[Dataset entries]
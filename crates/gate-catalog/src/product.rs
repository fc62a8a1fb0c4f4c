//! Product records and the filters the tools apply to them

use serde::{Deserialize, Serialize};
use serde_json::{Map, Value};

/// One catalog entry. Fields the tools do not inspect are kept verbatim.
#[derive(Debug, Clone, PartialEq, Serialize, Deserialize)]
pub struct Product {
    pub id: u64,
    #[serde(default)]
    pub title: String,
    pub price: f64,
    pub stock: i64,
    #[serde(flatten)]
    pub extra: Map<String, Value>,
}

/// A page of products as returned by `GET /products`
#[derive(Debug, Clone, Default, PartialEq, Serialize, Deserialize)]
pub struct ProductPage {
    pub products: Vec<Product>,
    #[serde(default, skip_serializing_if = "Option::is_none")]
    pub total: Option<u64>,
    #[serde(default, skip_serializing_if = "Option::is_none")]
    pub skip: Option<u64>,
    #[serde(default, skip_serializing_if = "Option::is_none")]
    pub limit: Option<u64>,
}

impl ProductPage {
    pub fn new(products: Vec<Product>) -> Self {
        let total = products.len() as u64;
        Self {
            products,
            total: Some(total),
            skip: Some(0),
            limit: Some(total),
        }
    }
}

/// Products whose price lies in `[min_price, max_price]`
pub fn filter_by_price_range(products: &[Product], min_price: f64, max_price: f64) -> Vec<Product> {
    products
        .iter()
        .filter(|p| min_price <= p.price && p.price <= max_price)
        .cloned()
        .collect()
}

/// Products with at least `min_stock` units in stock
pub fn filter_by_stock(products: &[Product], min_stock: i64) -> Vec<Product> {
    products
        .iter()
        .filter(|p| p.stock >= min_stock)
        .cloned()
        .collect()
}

---

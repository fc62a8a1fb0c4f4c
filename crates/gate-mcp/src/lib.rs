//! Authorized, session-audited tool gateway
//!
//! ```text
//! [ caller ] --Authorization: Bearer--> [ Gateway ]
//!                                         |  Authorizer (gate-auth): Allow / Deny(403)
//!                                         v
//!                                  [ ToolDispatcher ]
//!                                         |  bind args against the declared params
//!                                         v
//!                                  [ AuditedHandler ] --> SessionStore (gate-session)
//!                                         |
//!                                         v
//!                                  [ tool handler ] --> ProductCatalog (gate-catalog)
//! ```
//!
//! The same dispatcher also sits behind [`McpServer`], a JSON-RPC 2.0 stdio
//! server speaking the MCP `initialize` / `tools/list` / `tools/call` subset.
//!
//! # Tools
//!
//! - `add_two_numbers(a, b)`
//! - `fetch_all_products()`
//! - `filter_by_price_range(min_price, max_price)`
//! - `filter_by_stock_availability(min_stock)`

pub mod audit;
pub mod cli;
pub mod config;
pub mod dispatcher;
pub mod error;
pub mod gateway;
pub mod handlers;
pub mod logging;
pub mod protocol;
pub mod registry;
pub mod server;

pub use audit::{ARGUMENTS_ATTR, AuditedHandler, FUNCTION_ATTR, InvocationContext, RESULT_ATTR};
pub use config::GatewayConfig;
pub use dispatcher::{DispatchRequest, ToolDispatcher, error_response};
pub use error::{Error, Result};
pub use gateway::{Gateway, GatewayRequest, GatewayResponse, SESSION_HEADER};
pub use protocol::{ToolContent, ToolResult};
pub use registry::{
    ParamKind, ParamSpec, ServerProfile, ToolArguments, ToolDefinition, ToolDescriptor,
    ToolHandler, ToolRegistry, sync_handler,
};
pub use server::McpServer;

» HOW TO COMPLETE THIS TASK
Find the lines above with the word "catalog". Copy them out.

» WRITTEN SOLUTION
filename crates/gate-catalog/src/product.rs
/// One catalog entry. Fields the tools do not inspect are kept verbatim.
//!                                  [ tool handler ] --> ProductCatalog (gate-catalog)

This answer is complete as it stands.